At 18.30hrs, Flight Lieutenant Samuel Thomas (42029), and Pilot Officers William Knocker (74333) and Bowen of 264 Squadron took off for night patrols. Knocker's aircraft, Defiant N1547, caught fire in mid-air and, after an unsuccessful attempt to land down wind before another attempt could be made, hit a tree and crashed on Rochford golf course, adjacent to the aerodrome. The wrecked aircraft burst into flames, but Knocker managed to crawl away quickly from his blazing cockpit whereupon he then passed out. His gunner, Pilot Officer Frank Albert Toombs, was trapped inside the gun turret. Two soldiers in the vicinity ran up to the crashed aircraft and reportedly could see Toombs struggling inside the gun turret as flames from the fire licked around him, but did not attempt to rescue him.

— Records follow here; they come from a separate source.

use super::domain::{ApplicantRecord, EducationLevel, IndicatorKind, IndicatorReading};

pub(crate) const INDICATOR_COUNT: u8 = 5;

const CREDIT_SCORE_THRESHOLD: u16 = 700;
const INCOME_COVERAGE_MULTIPLE: f64 = 3.0;
const BANK_RESERVE_FRACTION: f64 = 0.5;

/// Evaluate the five approval indicators against a record, returning the
/// per-indicator readings and the number satisfied. Comparisons are strict
/// `>` throughout, so degenerate inputs (zero or infinite amounts) simply
/// fail the relevant indicator instead of erroring.
pub(crate) fn evaluate_indicators(record: &ApplicantRecord) -> (Vec<IndicatorReading>, u8) {
    let mut readings = Vec::with_capacity(INDICATOR_COUNT as usize);
    let mut positive_count = 0u8;

    let strong_credit = record.credit_score > CREDIT_SCORE_THRESHOLD;
    if strong_credit {
        positive_count += 1;
    }
    readings.push(IndicatorReading {
        indicator: IndicatorKind::StrongCredit,
        satisfied: strong_credit,
        notes: format!(
            "credit score {} {} threshold {}",
            record.credit_score,
            if strong_credit { "above" } else { "at or below" },
            CREDIT_SCORE_THRESHOLD
        ),
    });

    let required_income = record.loan_amount * INCOME_COVERAGE_MULTIPLE;
    let income_coverage = record.annual_income > required_income;
    if income_coverage {
        positive_count += 1;
    }
    readings.push(IndicatorReading {
        indicator: IndicatorKind::IncomeCoverage,
        satisfied: income_coverage,
        notes: format!(
            "annual income {:.0} {} {:.0}x the loan amount ({:.0})",
            record.annual_income,
            if income_coverage {
                "exceeds"
            } else {
                "does not exceed"
            },
            INCOME_COVERAGE_MULTIPLE,
            required_income
        ),
    });

    let graduate = record.education == EducationLevel::Graduate;
    if graduate {
        positive_count += 1;
    }
    readings.push(IndicatorReading {
        indicator: IndicatorKind::GraduateEducation,
        satisfied: graduate,
        notes: if graduate {
            "applicant holds a graduate degree".to_string()
        } else {
            "applicant is not a graduate".to_string()
        },
    });

    let required_reserve = record.loan_amount * BANK_RESERVE_FRACTION;
    let bank_reserves = record.bank_asset_value > required_reserve;
    if bank_reserves {
        positive_count += 1;
    }
    readings.push(IndicatorReading {
        indicator: IndicatorKind::BankReserves,
        satisfied: bank_reserves,
        notes: format!(
            "bank assets {:.0} {} half the loan amount ({:.0})",
            record.bank_asset_value,
            if bank_reserves {
                "exceed"
            } else {
                "do not exceed"
            },
            required_reserve
        ),
    });

    let combined_assets = record.residential_assets_value + record.commercial_assets_value;
    let asset_backing = combined_assets > record.loan_amount;
    if asset_backing {
        positive_count += 1;
    }
    readings.push(IndicatorReading {
        indicator: IndicatorKind::AssetBacking,
        satisfied: asset_backing,
        notes: format!(
            "residential plus commercial assets {:.0} {} the loan amount ({:.0})",
            combined_assets,
            if asset_backing {
                "exceed"
            } else {
                "do not exceed"
            },
            record.loan_amount
        ),
    });

    (readings, positive_count)
}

Many more minutes were to pass before the station medical officer (SMO) arrived on the scene to find the air-gunner still trapped within the gun turret, and that he was now hideously burned.

Showing commendable bravery the SMO pulled Toombs from the inferno and dispatched him with haste to hospital where medical staff worked frantically to treat his terrible burns. Sadly, Frank succumbed to his wounds and died two days later.

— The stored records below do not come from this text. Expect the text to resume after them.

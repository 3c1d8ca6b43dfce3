use std::sync::Arc;

use crate::scoring::domain::{ApplicantRecord, EducationLevel, LoanApplicationRequest};
use crate::scoring::engine::{RandomSource, ScoringEngine};

/// Deterministic source returning the same draw on every call.
pub(super) struct FixedSource(pub(super) f64);

impl RandomSource for FixedSource {
    fn draw(&self) -> f64 {
        self.0
    }
}

pub(super) fn engine_with_draw(draw: f64) -> ScoringEngine {
    ScoringEngine::with_random(Arc::new(FixedSource(draw)))
}

/// Record satisfying all five approval indicators.
pub(super) fn strong_record() -> ApplicantRecord {
    ApplicantRecord {
        dependents_count: 1,
        education: EducationLevel::Graduate,
        self_employed: false,
        annual_income: 900_000.0,
        loan_amount: 200_000.0,
        loan_term_months: 120,
        credit_score: 760,
        residential_assets_value: 150_000.0,
        commercial_assets_value: 100_000.0,
        luxury_assets_value: 50_000.0,
        bank_asset_value: 150_000.0,
    }
}

/// Record satisfying none of the indicators.
pub(super) fn weak_record() -> ApplicantRecord {
    ApplicantRecord {
        dependents_count: 3,
        education: EducationLevel::NotGraduate,
        self_employed: true,
        annual_income: 100_000.0,
        loan_amount: 400_000.0,
        loan_term_months: 60,
        credit_score: 640,
        residential_assets_value: 0.0,
        commercial_assets_value: 0.0,
        luxury_assets_value: 0.0,
        bank_asset_value: 0.0,
    }
}

/// Wire request that passes intake unchanged.
pub(super) fn valid_request() -> LoanApplicationRequest {
    LoanApplicationRequest {
        dependents_count: 2,
        education: EducationLevel::Graduate,
        self_employed: false,
        annual_income: 540_000.0,
        loan_amount: 150_000.0,
        loan_term_months: 240,
        credit_score: 712,
        residential_assets_value: 80_000.0,
        commercial_assets_value: 40_000.0,
        luxury_assets_value: 20_000.0,
        bank_asset_value: 60_000.0,
    }
}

'The Lawn' in Hall Road, Rochford, was requisitioned by the RAF as the Officers' Mess.


Pilot Officer Rutherford-Jones was promoted to flying officer. Pilot Officer Hughes and Sergeant Lauder of 264 Squadron carried out a night patrol.


Flight Lieutenant Smith of 264 Squadron carried out two night patrols. Flying Officers Stephenson, Young, Welsh, Melvill and Haigh carried out one patrol, as did Flight Sergeant Thorn and Sergeant Endersby. Pilot Officer Hackwood and his gunner, Pilot Officer Alexander Storrie (43641), were killed shortly after taking off on patrol when their Defiant (N1626) crashed east of Blatches Farm, Rochford.


Flight Lieutenant Smith, Flying Officer Stephenson, Pilot Officers Young, Welsh, Haigh, Melvill, Flight Sergeant Thorn and Sergeant Endersby of 264 Squadron carried out night patrols.


Pilot Officer C.H.B. Bassett was posted here for accounting duties.


Acting Pilot Officer H.M. Friend was posted here for equipment duties. The Station Headquarters moved to the offices in 'Greenways' in Hall Road, Rochford.

Squadron Leader Phillip Sanders (36057) arrived to assume command of 264 Squadron.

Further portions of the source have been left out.